»»
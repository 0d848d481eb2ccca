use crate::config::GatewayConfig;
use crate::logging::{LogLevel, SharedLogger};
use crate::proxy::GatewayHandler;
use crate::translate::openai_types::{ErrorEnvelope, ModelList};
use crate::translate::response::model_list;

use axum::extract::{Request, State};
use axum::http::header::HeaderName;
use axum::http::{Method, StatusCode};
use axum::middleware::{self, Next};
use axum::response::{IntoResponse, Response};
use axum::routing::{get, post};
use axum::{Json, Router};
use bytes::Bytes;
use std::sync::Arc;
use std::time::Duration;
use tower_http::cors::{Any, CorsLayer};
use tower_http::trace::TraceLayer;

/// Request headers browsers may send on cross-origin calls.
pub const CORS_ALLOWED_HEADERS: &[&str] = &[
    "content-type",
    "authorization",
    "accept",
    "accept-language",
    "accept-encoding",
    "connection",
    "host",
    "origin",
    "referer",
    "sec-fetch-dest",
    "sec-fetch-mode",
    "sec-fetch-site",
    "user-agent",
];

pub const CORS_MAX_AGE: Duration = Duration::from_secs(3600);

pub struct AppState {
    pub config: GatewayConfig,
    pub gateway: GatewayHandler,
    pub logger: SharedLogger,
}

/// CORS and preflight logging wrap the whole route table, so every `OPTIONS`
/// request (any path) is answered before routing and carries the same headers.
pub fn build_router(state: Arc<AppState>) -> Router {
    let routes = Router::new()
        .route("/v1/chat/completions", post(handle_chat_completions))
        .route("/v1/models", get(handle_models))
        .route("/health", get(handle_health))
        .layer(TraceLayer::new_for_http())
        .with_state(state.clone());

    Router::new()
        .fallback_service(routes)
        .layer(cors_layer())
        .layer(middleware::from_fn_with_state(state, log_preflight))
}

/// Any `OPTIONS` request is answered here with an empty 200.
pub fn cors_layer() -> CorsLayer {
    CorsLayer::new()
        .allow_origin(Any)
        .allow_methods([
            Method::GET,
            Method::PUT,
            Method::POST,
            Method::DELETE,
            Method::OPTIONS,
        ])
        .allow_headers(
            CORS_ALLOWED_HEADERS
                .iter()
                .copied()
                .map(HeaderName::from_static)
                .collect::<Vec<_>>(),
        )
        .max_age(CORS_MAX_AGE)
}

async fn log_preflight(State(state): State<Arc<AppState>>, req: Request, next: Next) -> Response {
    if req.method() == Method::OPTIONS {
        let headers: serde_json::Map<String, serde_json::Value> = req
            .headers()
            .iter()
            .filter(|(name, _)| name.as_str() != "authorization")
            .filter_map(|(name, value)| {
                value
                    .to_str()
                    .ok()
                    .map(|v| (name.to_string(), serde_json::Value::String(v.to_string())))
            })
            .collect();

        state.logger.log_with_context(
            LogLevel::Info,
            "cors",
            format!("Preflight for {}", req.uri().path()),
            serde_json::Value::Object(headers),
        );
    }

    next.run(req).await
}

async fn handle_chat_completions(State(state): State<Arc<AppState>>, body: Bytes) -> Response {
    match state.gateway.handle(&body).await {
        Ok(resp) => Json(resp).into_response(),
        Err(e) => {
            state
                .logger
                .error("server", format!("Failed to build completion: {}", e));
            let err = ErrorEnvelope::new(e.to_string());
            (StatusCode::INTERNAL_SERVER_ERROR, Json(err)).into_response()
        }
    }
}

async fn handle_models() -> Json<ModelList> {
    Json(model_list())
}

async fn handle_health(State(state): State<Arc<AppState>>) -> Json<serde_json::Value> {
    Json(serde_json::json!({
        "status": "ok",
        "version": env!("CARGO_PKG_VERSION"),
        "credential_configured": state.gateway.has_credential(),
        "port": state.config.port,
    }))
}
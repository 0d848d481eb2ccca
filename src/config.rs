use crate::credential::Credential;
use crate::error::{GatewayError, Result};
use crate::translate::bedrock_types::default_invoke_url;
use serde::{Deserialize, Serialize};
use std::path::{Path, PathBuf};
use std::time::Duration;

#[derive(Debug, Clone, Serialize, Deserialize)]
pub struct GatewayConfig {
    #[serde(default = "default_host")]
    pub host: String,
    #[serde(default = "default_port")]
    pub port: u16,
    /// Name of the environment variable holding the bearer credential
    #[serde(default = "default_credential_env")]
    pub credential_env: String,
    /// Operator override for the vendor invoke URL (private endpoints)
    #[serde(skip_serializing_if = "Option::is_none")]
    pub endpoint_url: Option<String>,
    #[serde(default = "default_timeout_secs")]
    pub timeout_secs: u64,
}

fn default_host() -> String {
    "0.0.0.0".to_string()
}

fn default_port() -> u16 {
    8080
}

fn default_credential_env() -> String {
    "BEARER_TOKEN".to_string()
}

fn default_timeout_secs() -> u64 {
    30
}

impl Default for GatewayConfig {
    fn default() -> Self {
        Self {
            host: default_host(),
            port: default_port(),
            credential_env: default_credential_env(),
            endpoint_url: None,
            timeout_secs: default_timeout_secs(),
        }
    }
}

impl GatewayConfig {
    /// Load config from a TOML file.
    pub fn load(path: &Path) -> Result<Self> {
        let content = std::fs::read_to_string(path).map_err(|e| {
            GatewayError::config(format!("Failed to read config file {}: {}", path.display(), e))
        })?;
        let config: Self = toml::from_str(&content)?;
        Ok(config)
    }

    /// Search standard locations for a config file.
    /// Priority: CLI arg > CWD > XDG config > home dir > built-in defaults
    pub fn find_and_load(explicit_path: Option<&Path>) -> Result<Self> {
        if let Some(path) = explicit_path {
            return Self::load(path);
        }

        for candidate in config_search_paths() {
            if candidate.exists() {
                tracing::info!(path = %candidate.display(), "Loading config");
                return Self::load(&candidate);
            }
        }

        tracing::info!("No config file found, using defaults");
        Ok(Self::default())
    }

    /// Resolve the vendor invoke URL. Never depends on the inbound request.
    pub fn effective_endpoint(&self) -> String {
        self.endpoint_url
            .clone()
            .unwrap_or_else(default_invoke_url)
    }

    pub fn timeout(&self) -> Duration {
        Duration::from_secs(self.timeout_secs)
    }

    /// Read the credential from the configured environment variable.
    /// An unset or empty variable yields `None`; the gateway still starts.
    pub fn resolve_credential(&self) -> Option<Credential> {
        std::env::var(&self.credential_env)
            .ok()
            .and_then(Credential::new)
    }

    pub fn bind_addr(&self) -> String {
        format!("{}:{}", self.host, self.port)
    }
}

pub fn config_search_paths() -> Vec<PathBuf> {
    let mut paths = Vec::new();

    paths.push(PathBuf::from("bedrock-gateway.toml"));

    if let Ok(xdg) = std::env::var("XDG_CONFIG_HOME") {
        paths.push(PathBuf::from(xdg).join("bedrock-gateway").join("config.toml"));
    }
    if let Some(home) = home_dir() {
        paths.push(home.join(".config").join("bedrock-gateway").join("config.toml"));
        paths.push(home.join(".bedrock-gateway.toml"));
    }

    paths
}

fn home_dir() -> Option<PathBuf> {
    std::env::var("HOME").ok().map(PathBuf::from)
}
««
## AIM OF THE TASK
Type out the material again exactly as presented.

## TASK OUTPUT
repository 0d848d481eb2ccca
use crate::config::GatewayConfig;
use crate::logging::{LogLevel, SharedLogger};
use crate::proxy::GatewayHandler;
use crate::translate::openai_types::{ErrorEnvelope, ModelList};
use crate::translate::response::model_list;

use axum::extract::{Request, State};
use axum::http::header::HeaderName;
use axum::http::{Method, StatusCode};
use axum::middleware::{self, Next};
use axum::response::{IntoResponse, Response};
use axum::routing::{get, post};
use axum::{Json, Router};
use bytes::Bytes;
use std::sync::Arc;
use std::time::Duration;
use tower_http::cors::{Any, CorsLayer};
use tower_http::trace::TraceLayer;

/// Request headers browsers may send on cross-origin calls.
pub const CORS_ALLOWED_HEADERS: &[&str] = &[
    "content-type",
    "authorization",
    "accept",
    "accept-language",
    "accept-encoding",
    "connection",
    "host",
    "origin",
    "referer",
    "sec-fetch-dest",
    "sec-fetch-mode",
    "sec-fetch-site",
    "user-agent",
];

pub const CORS_MAX_AGE: Duration = Duration::from_secs(3600);

pub struct AppState {
    pub config: GatewayConfig,
    pub gateway: GatewayHandler,
    pub logger: SharedLogger,
}

/// CORS and preflight logging wrap the whole route table, so every `OPTIONS`
/// request (any path) is answered before routing and carries the same headers.
pub fn build_router(state: Arc<AppState>) -> Router {
    let routes = Router::new()
        .route("/v1/chat/completions", post(handle_chat_completions))
        .route("/v1/models", get(handle_models))
        .route("/health", get(handle_health))
        .layer(TraceLayer::new_for_http())
        .with_state(state.clone());

    Router::new()
        .fallback_service(routes)
        .layer(cors_layer())
        .layer(middleware::from_fn_with_state(state, log_preflight))
}

/// Any `OPTIONS` request is answered here with an empty 200.
pub fn cors_layer() -> CorsLayer {
    CorsLayer::new()
        .allow_origin(Any)
        .allow_methods([
            Method::GET,
            Method::PUT,
            Method::POST,
            Method::DELETE,
            Method::OPTIONS,
        ])
        .allow_headers(
            CORS_ALLOWED_HEADERS
                .iter()
                .copied()
                .map(HeaderName::from_static)
                .collect::<Vec<_>>(),
        )
        .max_age(CORS_MAX_AGE)
}

async fn log_preflight(State(state): State<Arc<AppState>>, req: Request, next: Next) -> Response {
    if req.method() == Method::OPTIONS {
        let headers: serde_json::Map<String, serde_json::Value> = req
            .headers()
            .iter()
            .filter(|(name, _)| name.as_str() != "authorization")
            .filter_map(|(name, value)| {
                value
                    .to_str()
                    .ok()
                    .map(|v| (name.to_string(), serde_json::Value::String(v.to_string())))
            })
            .collect();

        state.logger.log_with_context(
            LogLevel::Info,
            "cors",
            format!("Preflight for {}", req.uri().path()),
            serde_json::Value::Object(headers),
        );
    }

    next.run(req).await
}

async fn handle_chat_completions(State(state): State<Arc<AppState>>, body: Bytes) -> Response {
    match state.gateway.handle(&body).await {
        Ok(resp) => Json(resp).into_response(),
        Err(e) => {
            state
                .logger
                .error("server", format!("Failed to build completion: {}", e));
            let err = ErrorEnvelope::new(e.to_string());
            (StatusCode::INTERNAL_SERVER_ERROR, Json(err)).into_response()
        }
    }
}

async fn handle_models() -> Json<ModelList> {
    Json(model_list())
}

async fn handle_health(State(state): State<Arc<AppState>>) -> Json<serde_json::Value> {
    Json(serde_json::json!({
        "status": "ok",
        "version": env!("CARGO_PKG_VERSION"),
        "credential_configured": state.gateway.has_credential(),
        "port": state.config.port,
    }))
}
repository 0d848d481eb2ccca
filename src/config.rs
use crate::credential::Credential;
use crate::error::{GatewayError, Result};
use crate::translate::bedrock_types::default_invoke_url;
use serde::{Deserialize, Serialize};
use std::path::{Path, PathBuf};
use std::time::Duration;

#[derive(Debug, Clone, Serialize, Deserialize)]
pub struct GatewayConfig {
    #[serde(default = "default_host")]
    pub host: String,
    #[serde(default = "default_port")]
    pub port: u16,
    /// Name of the environment variable holding the bearer credential
    #[serde(default = "default_credential_env")]
    pub credential_env: String,
    /// Operator override for the vendor invoke URL (private endpoints)
    #[serde(skip_serializing_if = "Option::is_none")]
    pub endpoint_url: Option<String>,
    #[serde(default = "default_timeout_secs")]
    pub timeout_secs: u64,
}

fn default_host() -> String {
    "0.0.0.0".to_string()
}

fn default_port() -> u16 {
    8080
}

fn default_credential_env() -> String {
    "BEARER_TOKEN".to_string()
}

fn default_timeout_secs() -> u64 {
    30
}

impl Default for GatewayConfig {
    fn default() -> Self {
        Self {
            host: default_host(),
            port: default_port(),
            credential_env: default_credential_env(),
            endpoint_url: None,
            timeout_secs: default_timeout_secs(),
        }
    }
}

impl GatewayConfig {
    /// Load config from a TOML file.
    pub fn load(path: &Path) -> Result<Self> {
        let content = std::fs::read_to_string(path).map_err(|e| {
            GatewayError::config(format!("Failed to read config file {}: {}", path.display(), e))
        })?;
        let config: Self = toml::from_str(&content)?;
        Ok(config)
    }

    /// Search standard locations for a config file.
    /// Priority: CLI arg > CWD > XDG config > home dir > built-in defaults
    pub fn find_and_load(explicit_path: Option<&Path>) -> Result<Self> {
        if let Some(path) = explicit_path {
            return Self::load(path);
        }

        for candidate in config_search_paths() {
            if candidate.exists() {
                tracing::info!(path = %candidate.display(), "Loading config");
                return Self::load(&candidate);
            }
        }

        tracing::info!("No config file found, using defaults");
        Ok(Self::default())
    }

    /// Resolve the vendor invoke URL. Never depends on the inbound request.
    pub fn effective_endpoint(&self) -> String {
        self.endpoint_url
            .clone()
            .unwrap_or_else(default_invoke_url)
    }

    pub fn timeout(&self) -> Duration {
        Duration::from_secs(self.timeout_secs)
    }

    /// Read the credential from the configured environment variable.
    /// An unset or empty variable yields `None`; the gateway still starts.
    pub fn resolve_credential(&self) -> Option<Credential> {
        std::env::var(&self.credential_env)
            .ok()
            .and_then(Credential::new)
    }

    pub fn bind_addr(&self) -> String {
        format!("{}:{}", self.host, self.port)
    }
}

pub fn config_search_paths() -> Vec<PathBuf> {
    let mut paths = Vec::new();

    paths.push(PathBuf::from("bedrock-gateway.toml"));

    if let Ok(xdg) = std::env::var("XDG_CONFIG_HOME") {
        paths.push(PathBuf::from(xdg).join("bedrock-gateway").join("config.toml"));
    }
    if let Some(home) = home_dir() {
        paths.push(home.join(".config").join("bedrock-gateway").join("config.toml"));
        paths.push(home.join(".bedrock-gateway.toml"));
    }

    paths
}

fn home_dir() -> Option<PathBuf> {
    std::env::var("HOME").ok().map(PathBuf::from)
}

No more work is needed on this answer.